Three Rivers GP part of groundbreaking diet research
The whole food plant-based approach shows very promising weight loss results that appear to be sustained over time. People don’t have to worry about going hungry and can still lose weight.Dr Nicholas Wright
A study published today in Nutrition and Diabetes showed participants lost an average 11.5kg at one year – the largest weight loss of any randomised control trial where participants had no restriction on calories and did not have to exercise. The participants of the BROAD study in Gisborne, New Zealand swapped their standard fare for a low fat, whole food plant-based (WFPB) diet.
Approximately 600 million adults are obese and a further 1.9 billion adults are overweight, resulting in massive health, personal, economic and social costs. Gisborne has the highest rates of obesity and type II diabetes in New Zealand. Researchers decided this made Gisborne perfect for a dietary intervention.
The BROAD Study targeted patients with obesity, or who were overweight and had heart disease or diabetes. The 65 participants were split randomly into two groups. Thirty-three participants ate a whole food plant-based diet, and were compared with a control group of 32. Examples of foods eaten by the diet change group include: potatoes, pasta, beans, bread and spreads, soups, salads, stir fries and rice.
Participants following the whole food plant-based diet received cooking classes and lifestyle change education during the 12-week intervention. Food was not provided, and participants were instructed to eat whenever they were hungry, and until they were full. The diet programme excluded animal foods and refined oils, in favour of unlimited amounts of whole grains, legumes, vegetables and fruits. .
Gisborne GP and lead author Dr Nicholas Wright says “The whole food plant-based approach shows very promising weight loss results that appear to be sustained over time. People don’t have to worry about going hungry and can still lose weight.”
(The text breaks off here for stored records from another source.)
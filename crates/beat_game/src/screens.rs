//! Screen navigation.
//!
//! Screen contents (layout, widgets, gameplay) belong to the screens
//! themselves; the manager only tracks which one is active, forwards input
//! and frame callbacks to it, and overlays system messages.

use beat_core::{InputEvent, MappedInput, MenuButton};
use beat_render::{Frame, Renderer, RendererError};

/// How long a system message stays on screen.
pub const SYSTEM_MESSAGE_SECS: f32 = 3.0;

/// Screens the operator key must not interrupt.
pub const SYSTEM_SCREENS: &[&str] = &["ScreenOptionsMenu", "ScreenEditMenu", "ScreenEdit"];

pub fn is_system_screen(name: &str) -> bool {
    SYSTEM_SCREENS.contains(&name)
}

pub trait ScreenManager {
    /// Takes effect at the next `update`, so the outgoing screen finishes
    /// the current frame.
    fn set_active_screen(&mut self, name: &str);

    fn active_screen(&self) -> Option<&str>;

    fn on_system_screen(&self) -> bool {
        self.active_screen().is_some_and(is_system_screen)
    }

    fn update(&mut self, dt: f32);

    fn draw(&mut self, renderer: &mut dyn Renderer) -> Result<(), RendererError>;

    fn dispatch_input(&mut self, event: &InputEvent, mapped: &MappedInput);

    fn post_system_message(&mut self, text: &str);

    fn refresh_credits(&mut self, coins: u32);
}

#[derive(Debug, Clone, PartialEq)]
struct SystemMessage {
    text: String,
    remaining: f32,
}

#[derive(Debug, Default)]
pub struct ScreenStack {
    active: Option<String>,
    pending: Option<String>,
    message: Option<SystemMessage>,
    credits_text: String,
}

impl ScreenStack {
    pub fn new() -> Self {
        Self::default()
    }

    #[cfg(test)]
    pub fn system_message(&self) -> Option<&str> {
        self.message.as_ref().map(|m| m.text.as_str())
    }

    #[cfg(test)]
    pub fn credits_text(&self) -> &str {
        &self.credits_text
    }
}

impl ScreenManager for ScreenStack {
    fn set_active_screen(&mut self, name: &str) {
        log::debug!("Screen change requested: {name}");
        self.pending = Some(name.to_string());
    }

    fn active_screen(&self) -> Option<&str> {
        self.pending.as_deref().or(self.active.as_deref())
    }

    fn update(&mut self, dt: f32) {
        if let Some(next) = self.pending.take() {
            log::info!(
                "Screen: {} -> {}",
                self.active.as_deref().unwrap_or("<none>"),
                next
            );
            self.active = Some(next);
        }
        if let Some(message) = &mut self.message {
            message.remaining -= dt;
            if message.remaining <= 0.0 {
                self.message = None;
            }
        }
    }

    fn draw(&mut self, renderer: &mut dyn Renderer) -> Result<(), RendererError> {
        renderer.draw(&Frame::default())
    }

    fn dispatch_input(&mut self, event: &InputEvent, mapped: &MappedInput) {
        let Some(screen) = self.active.as_deref() else {
            return;
        };
        if event.is_first_press() && mapped.menu_button() == Some(MenuButton::Back) {
            log::debug!("{screen}: back");
        }
        log::trace!("{screen}: {:?} {:?}", event.input, event.phase);
    }

    fn post_system_message(&mut self, text: &str) {
        log::info!("{text}");
        self.message = Some(SystemMessage {
            text: text.to_string(),
            remaining: SYSTEM_MESSAGE_SECS,
        });
    }

    fn refresh_credits(&mut self, coins: u32) {
        self.credits_text = match coins {
            1 => "CREDIT: 1".to_string(),
            n => format!("CREDITS: {n}"),
        };
    }
}
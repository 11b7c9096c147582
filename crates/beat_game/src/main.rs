//! Beat -- rhythm game entry point.
//!
//! The game owns its loop: `main` sets up crash hooks and logging, then hands
//! control to the `Sequencer`, which builds every subsystem in dependency
//! order (see `registry::SubsystemId::ORDER`), runs the `FrameLoop` until an
//! exit is requested, and tears everything down in reverse. Any fatal error
//! ends up as a dialog after teardown; the process always exits with 0.

mod audio;
mod content;
mod dispatch;
mod error;
mod frame_loop;
mod game_state;
mod graphics;
mod registry;
mod screens;
mod startup;
#[cfg(test)]
mod testing;
mod textures;

use std::path::{Path, PathBuf};

use beat_core::{ConfigError, FrameClock, InputFilter, InputMapper, InputQueue, Preferences};
use beat_platform::hooks::{change_to_executable_dir, install_crash_hook};
use beat_platform::{DialogErrorSurface, ErrorSurface, Platform};
use beat_render::{create_renderer, SelectionConfig, WgpuBackendFactory, DEFAULT_COMPAT_RULES};

use audio::{AudioManager, AudioThread};
use content::{
    AnnouncerSet, ContentIndex, ContentManager, FontManager, ANNOUNCERS_DIR, CACHE_INDEX_PATH,
    SONGS_DIR,
};
use error::SubsystemInitError;
use frame_loop::SleepIdle;
use game_state::GameState;
use registry::{Handle, SubsystemId, Subsystems};
use screens::ScreenStack;
use startup::{LifecycleState, Sequencer, SubsystemFactory, SYSTEM_FONT};
use textures::TextureCache;

const DEFAULT_ANNOUNCER: &str = "default";

/// Builds the real subsystems: threaded audio, wgpu renderer, on-disk content.
struct GameFactory {
    prefs_path: PathBuf,
}

impl GameFactory {
    fn new(prefs_path: PathBuf) -> Self {
        Self { prefs_path }
    }
}

impl SubsystemFactory<Platform> for GameFactory {
    fn create(
        &mut self,
        id: SubsystemId,
        built: &mut Subsystems,
        host: &Platform,
    ) -> Result<Handle, SubsystemInitError> {
        if id == SubsystemId::Preferences {
            return Ok(Handle::Preferences(Preferences::load_or_default(
                &self.prefs_path,
            )));
        }
        if id == SubsystemId::ContentManager {
            let index = built.content_index_mut()?;
            if index.is_empty() {
                log::info!("No song cache yet; every song folder will be scanned");
            }
            let content = ContentManager::load(Path::new(SONGS_DIR), index);
            log::debug!("Song cache tracks {} folders", index.len());
            return Ok(Handle::ContentManager(content));
        }
        if id == SubsystemId::FontManager {
            let mut fonts = FontManager::new();
            fonts.load(SYSTEM_FONT, built.textures_mut()?);
            return Ok(Handle::FontManager(fonts));
        }

        let prefs = built.prefs()?;
        let handle = match id {
            SubsystemId::GameState => Handle::GameState(GameState::new()),
            SubsystemId::Audio => {
                let mut audio = AudioThread::start(&prefs.sound_drivers).map_err(|source| {
                    SubsystemInitError::Io {
                        subsystem: id,
                        source,
                    }
                })?;
                audio.set_volume(prefs.sound_volume);
                Handle::Audio(Box::new(audio))
            }
            SubsystemId::Announcer => {
                let mut announcers = AnnouncerSet::scan(Path::new(ANNOUNCERS_DIR));
                if !announcers.select(DEFAULT_ANNOUNCER) {
                    if let Some(first) = announcers.available().first().cloned() {
                        announcers.select(&first);
                    }
                }
                Handle::Announcer(announcers)
            }
            SubsystemId::InputFilter => Handle::InputFilter(InputFilter::new()),
            SubsystemId::InputMapper => {
                Handle::InputMapper(InputMapper::from_remaps(&prefs.key_remaps))
            }
            SubsystemId::InputQueue => Handle::InputQueue(InputQueue::new()),
            SubsystemId::ContentIndex => {
                Handle::ContentIndex(ContentIndex::open(Path::new(CACHE_INDEX_PATH)))
            }
            SubsystemId::Renderer => {
                let mut backends = WgpuBackendFactory::new(host, graphics::video_mode(prefs));
                let renderer = create_renderer(
                    SelectionConfig {
                        forced: Some(prefs.renderer.as_str()),
                        allow_unaccelerated: prefs.allow_unaccelerated_renderer,
                        rules: DEFAULT_COMPAT_RULES,
                    },
                    &mut backends,
                )?;
                log::info!(
                    "Renderer: {} on {}{}",
                    renderer.backend(),
                    renderer.adapter_name(),
                    if renderer.is_software_renderer() {
                        " (unaccelerated)"
                    } else {
                        ""
                    }
                );
                Handle::Renderer(renderer)
            }
            SubsystemId::TextureManager => Handle::TextureManager(Box::new(TextureCache::new(
                graphics::texture_limits(prefs),
            ))),
            SubsystemId::ScreenManager => Handle::ScreenManager(Box::new(ScreenStack::new())),
            SubsystemId::Preferences
            | SubsystemId::ContentManager
            | SubsystemId::FontManager => {
                return Err(SubsystemInitError::OutOfOrder { subsystem: id })
            }
        };
        Ok(handle)
    }

    fn save_preferences(&mut self, prefs: &Preferences) -> Result<(), ConfigError> {
        prefs.save(&self.prefs_path)?;
        log::info!("Preferences saved to {}", self.prefs_path.display());
        Ok(())
    }
}

fn main() {
    let mut sequencer = Sequencer::new();

    install_crash_hook();
    sequencer.advance(LifecycleState::CoreHooksReady);

    env_logger::Builder::from_env(env_logger::Env::default().default_filter_or("info")).init();
    sequencer.advance(LifecycleState::LoggingReady);

    log::info!("Beat starting...");
    if let Err(err) = change_to_executable_dir(SONGS_DIR) {
        log::warn!("Could not change to the executable's directory: {err}");
    }

    match Platform::new() {
        Ok(mut platform) => {
            let mut factory = GameFactory::new(Preferences::resolve_path());
            let mut clock = FrameClock::new();
            let mut idle = SleepIdle;
            // The error, if any, is kept as the sequencer's report.
            let _ = sequencer.run(&mut platform, &mut factory, &mut clock, &mut idle);
        }
        Err(err) => sequencer.abort(SubsystemInitError::from(err).into()),
    }
    log::info!("Beat finished ({})", sequencer.state());

    if let Some(report) = sequencer.error_report() {
        DialogErrorSurface::default().show_error(report);
    }
}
At 12 months, as well as the weight loss, those who changed their diet decreased their waist circumference by average 9cm and their medication usage by an average 29%.
Two out of four patients with diabetes reduced their dosage or reliance on diabetes medications, including one who no longer required insulin. “We’re starting a second trial to look specifically at the benefits of a plant-based diet for people with type II diabetes.” says Programme director Morgen Smith. Future research is funded by Turanga Health and Eastland Community Trust in Gisborne.
Dr Wright says not only is a plant-based diet great for health, it also reduces environmental impact by using less land and water. During the study, environmentalists James Cameron and Suzy Amis Cameron gave their support to BROAD study participants via a special video message.